### STUDY MATERIAL

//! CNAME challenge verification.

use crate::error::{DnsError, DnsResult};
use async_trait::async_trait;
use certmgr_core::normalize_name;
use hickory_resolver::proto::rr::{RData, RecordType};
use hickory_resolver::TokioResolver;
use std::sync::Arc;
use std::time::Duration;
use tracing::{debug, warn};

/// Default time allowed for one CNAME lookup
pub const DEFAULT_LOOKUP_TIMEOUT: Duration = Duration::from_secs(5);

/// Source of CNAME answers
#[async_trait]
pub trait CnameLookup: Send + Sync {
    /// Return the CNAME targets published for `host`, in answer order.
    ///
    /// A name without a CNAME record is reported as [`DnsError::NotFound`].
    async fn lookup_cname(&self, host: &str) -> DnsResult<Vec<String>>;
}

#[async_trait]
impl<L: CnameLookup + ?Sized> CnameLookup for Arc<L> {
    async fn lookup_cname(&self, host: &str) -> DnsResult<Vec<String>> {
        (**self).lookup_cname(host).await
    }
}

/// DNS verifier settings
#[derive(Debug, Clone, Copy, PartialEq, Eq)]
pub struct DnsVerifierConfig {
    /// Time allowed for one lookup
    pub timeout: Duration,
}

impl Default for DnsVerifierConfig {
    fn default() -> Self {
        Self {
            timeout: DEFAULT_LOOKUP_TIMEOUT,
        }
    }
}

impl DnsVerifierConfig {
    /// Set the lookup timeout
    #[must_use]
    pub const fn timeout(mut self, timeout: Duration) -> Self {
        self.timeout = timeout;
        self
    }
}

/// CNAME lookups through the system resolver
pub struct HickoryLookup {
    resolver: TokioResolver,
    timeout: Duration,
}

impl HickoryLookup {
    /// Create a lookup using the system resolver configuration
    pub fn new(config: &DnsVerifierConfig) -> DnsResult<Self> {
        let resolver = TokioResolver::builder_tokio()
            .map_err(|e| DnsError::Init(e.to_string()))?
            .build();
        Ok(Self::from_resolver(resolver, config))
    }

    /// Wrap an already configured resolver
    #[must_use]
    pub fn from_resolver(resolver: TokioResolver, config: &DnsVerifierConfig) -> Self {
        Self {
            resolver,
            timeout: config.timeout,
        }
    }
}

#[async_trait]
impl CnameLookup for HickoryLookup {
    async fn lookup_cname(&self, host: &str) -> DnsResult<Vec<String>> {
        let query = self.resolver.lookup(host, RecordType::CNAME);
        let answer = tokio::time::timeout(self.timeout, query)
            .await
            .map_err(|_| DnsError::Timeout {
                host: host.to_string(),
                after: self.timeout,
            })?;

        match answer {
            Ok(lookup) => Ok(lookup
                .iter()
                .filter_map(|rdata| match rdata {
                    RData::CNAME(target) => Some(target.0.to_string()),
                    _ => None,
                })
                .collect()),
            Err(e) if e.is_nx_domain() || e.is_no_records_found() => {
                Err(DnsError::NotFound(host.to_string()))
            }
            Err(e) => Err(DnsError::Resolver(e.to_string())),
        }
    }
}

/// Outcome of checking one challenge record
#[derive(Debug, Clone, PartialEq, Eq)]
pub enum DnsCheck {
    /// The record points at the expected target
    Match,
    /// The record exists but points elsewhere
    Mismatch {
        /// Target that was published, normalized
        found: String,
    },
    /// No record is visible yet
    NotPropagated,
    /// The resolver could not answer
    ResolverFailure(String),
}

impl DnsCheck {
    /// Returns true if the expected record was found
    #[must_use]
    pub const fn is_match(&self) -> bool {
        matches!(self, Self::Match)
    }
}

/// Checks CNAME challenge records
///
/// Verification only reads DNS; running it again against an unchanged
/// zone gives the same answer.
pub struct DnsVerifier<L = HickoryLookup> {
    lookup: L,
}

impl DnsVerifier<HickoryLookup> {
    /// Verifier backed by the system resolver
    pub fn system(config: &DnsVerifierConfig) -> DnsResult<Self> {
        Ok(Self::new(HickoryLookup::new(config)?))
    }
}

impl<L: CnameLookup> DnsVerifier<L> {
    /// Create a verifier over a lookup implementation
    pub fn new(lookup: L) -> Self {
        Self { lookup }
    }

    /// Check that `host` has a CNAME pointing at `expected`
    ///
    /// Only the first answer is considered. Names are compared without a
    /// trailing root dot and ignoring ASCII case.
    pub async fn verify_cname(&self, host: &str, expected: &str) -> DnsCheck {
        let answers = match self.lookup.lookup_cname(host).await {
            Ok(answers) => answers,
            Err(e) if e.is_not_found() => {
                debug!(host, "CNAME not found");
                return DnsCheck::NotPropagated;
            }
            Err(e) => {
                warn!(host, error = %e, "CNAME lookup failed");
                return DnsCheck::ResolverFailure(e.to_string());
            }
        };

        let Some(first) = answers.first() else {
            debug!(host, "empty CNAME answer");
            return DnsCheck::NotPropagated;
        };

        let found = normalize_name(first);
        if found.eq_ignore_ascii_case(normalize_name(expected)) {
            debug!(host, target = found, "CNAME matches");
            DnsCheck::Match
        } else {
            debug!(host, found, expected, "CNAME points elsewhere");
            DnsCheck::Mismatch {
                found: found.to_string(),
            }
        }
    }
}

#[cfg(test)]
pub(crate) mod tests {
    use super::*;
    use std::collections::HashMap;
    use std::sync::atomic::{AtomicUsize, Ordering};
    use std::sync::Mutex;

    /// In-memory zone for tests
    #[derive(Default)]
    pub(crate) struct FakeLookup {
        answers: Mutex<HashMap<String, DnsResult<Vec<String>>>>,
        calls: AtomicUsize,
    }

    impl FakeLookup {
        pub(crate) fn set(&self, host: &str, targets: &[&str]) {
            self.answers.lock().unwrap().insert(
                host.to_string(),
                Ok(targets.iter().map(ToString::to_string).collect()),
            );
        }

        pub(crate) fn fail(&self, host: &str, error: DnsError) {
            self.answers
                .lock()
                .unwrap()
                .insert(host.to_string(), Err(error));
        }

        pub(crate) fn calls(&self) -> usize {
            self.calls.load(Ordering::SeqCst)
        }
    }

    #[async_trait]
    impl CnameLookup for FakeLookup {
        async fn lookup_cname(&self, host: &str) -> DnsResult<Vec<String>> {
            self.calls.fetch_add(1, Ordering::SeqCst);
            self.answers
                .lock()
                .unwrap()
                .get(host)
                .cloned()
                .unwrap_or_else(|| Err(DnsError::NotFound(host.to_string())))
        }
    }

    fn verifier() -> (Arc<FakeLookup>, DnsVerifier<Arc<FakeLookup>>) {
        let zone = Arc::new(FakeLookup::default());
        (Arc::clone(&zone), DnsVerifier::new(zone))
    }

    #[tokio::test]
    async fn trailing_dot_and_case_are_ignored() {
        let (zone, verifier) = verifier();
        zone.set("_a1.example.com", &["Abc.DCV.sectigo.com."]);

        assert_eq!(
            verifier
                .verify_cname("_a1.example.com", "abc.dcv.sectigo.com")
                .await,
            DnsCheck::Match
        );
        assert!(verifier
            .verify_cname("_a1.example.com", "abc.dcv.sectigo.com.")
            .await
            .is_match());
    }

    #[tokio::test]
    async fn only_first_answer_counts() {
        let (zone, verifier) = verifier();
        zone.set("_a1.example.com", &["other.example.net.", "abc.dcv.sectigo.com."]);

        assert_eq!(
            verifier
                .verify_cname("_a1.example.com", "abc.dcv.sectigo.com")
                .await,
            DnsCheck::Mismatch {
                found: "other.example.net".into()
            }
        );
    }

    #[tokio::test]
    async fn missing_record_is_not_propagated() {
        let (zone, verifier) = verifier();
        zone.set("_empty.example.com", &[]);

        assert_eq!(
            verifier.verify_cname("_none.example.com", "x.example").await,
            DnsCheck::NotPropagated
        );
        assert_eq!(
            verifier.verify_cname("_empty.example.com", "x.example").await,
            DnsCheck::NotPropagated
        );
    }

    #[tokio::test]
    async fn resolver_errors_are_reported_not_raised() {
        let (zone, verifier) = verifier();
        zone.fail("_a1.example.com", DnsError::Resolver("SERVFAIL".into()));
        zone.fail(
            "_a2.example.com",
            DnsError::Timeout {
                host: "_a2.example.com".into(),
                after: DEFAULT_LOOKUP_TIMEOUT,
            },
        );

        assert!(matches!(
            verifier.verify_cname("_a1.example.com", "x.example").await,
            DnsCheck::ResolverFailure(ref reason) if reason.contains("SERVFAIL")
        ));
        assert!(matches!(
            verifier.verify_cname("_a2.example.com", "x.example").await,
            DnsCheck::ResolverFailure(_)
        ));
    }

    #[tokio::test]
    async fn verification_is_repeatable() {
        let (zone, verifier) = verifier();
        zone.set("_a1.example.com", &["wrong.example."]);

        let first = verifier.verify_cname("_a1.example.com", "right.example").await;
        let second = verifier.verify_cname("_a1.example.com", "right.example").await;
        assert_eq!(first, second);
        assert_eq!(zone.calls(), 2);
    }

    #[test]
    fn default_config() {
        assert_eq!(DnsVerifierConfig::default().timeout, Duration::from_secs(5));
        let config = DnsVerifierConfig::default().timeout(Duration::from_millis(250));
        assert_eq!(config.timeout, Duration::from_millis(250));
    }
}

### WORK REQUEST
Among the entries above, how many lines hold the string "DnsResult"? Give the number by itself.

### PROBLEM SOLUTION
8